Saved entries
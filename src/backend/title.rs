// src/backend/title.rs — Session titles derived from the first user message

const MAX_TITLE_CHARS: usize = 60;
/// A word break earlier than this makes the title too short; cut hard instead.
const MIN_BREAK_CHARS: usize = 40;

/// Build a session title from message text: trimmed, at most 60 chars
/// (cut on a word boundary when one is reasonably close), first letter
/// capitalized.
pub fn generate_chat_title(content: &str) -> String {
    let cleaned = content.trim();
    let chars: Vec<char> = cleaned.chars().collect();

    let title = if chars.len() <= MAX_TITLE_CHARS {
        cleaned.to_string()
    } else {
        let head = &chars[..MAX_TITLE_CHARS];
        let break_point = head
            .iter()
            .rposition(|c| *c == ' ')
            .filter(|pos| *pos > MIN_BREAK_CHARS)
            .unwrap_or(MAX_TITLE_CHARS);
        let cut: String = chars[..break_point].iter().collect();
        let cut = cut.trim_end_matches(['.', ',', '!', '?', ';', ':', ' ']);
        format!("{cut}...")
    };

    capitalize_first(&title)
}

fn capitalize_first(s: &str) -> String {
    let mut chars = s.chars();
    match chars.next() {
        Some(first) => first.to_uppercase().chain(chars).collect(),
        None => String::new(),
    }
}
==
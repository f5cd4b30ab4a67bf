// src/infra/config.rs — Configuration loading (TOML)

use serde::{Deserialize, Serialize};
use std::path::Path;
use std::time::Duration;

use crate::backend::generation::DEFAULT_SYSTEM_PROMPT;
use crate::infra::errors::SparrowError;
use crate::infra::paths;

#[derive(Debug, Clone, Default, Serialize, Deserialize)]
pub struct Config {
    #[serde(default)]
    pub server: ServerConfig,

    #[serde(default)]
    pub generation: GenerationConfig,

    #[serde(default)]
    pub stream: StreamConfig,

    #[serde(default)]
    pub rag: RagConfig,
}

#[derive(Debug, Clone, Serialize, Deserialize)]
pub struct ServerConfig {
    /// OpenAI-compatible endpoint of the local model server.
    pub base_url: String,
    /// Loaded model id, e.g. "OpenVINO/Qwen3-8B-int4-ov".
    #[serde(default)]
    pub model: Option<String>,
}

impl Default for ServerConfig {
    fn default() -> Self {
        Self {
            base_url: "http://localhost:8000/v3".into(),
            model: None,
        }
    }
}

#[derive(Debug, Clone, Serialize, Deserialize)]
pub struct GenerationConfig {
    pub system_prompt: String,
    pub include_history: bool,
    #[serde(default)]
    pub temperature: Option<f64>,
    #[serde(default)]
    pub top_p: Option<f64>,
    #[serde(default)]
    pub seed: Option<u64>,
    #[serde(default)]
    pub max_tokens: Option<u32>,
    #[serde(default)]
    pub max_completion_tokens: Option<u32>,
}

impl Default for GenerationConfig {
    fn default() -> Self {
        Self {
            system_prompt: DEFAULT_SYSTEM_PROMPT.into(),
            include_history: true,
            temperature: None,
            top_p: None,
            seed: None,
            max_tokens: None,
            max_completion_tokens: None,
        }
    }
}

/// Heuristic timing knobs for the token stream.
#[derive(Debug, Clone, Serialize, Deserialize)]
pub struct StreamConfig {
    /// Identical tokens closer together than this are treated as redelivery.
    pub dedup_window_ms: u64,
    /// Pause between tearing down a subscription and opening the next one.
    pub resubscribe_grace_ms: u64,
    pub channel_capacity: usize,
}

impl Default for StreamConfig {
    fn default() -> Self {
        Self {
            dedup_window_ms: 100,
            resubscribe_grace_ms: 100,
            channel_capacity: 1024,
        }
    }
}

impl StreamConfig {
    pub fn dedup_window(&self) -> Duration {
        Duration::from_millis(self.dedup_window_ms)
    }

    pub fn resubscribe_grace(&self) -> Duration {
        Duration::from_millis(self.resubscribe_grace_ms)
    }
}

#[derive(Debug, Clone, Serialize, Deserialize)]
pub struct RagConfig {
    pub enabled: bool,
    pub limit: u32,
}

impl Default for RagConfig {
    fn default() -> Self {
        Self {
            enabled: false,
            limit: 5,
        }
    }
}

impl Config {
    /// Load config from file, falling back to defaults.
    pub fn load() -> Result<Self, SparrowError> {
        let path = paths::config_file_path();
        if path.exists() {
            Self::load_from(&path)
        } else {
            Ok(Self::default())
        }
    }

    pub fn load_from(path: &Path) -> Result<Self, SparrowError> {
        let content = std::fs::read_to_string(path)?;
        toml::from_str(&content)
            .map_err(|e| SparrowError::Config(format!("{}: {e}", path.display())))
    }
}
...
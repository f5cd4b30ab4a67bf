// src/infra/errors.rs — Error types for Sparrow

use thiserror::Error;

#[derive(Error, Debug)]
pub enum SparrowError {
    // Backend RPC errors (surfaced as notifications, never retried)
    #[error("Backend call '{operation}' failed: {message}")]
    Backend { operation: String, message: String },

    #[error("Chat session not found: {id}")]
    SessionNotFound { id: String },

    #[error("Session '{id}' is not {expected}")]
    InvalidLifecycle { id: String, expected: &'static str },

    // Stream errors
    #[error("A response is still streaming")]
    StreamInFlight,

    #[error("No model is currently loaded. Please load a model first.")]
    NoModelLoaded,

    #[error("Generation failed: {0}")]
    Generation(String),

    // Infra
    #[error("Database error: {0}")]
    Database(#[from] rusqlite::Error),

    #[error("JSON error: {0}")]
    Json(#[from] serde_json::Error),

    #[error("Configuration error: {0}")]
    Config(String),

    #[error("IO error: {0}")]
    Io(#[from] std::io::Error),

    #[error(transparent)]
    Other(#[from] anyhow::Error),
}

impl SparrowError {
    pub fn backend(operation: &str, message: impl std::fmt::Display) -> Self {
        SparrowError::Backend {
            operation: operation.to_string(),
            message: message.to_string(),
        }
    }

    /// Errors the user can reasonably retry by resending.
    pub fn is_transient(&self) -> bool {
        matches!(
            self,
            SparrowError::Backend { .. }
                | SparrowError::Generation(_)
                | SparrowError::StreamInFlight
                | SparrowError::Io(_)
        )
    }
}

§ **ACTION ITEM**
Transcribe each line of the data above, unaltered, from the one where "filename src/backend/title.rs" appears to the one where "const MIN_BREAK_CHARS: usize = 40;" appears, inclusive of both.

§ **REPLY TO THE EXERCISE**
filename src/backend/title.rs
// src/backend/title.rs — Session titles derived from the first user message

const MAX_TITLE_CHARS: usize = 60;
/// A word break earlier than this makes the title too short; cut hard instead.
const MIN_BREAK_CHARS: usize = 40;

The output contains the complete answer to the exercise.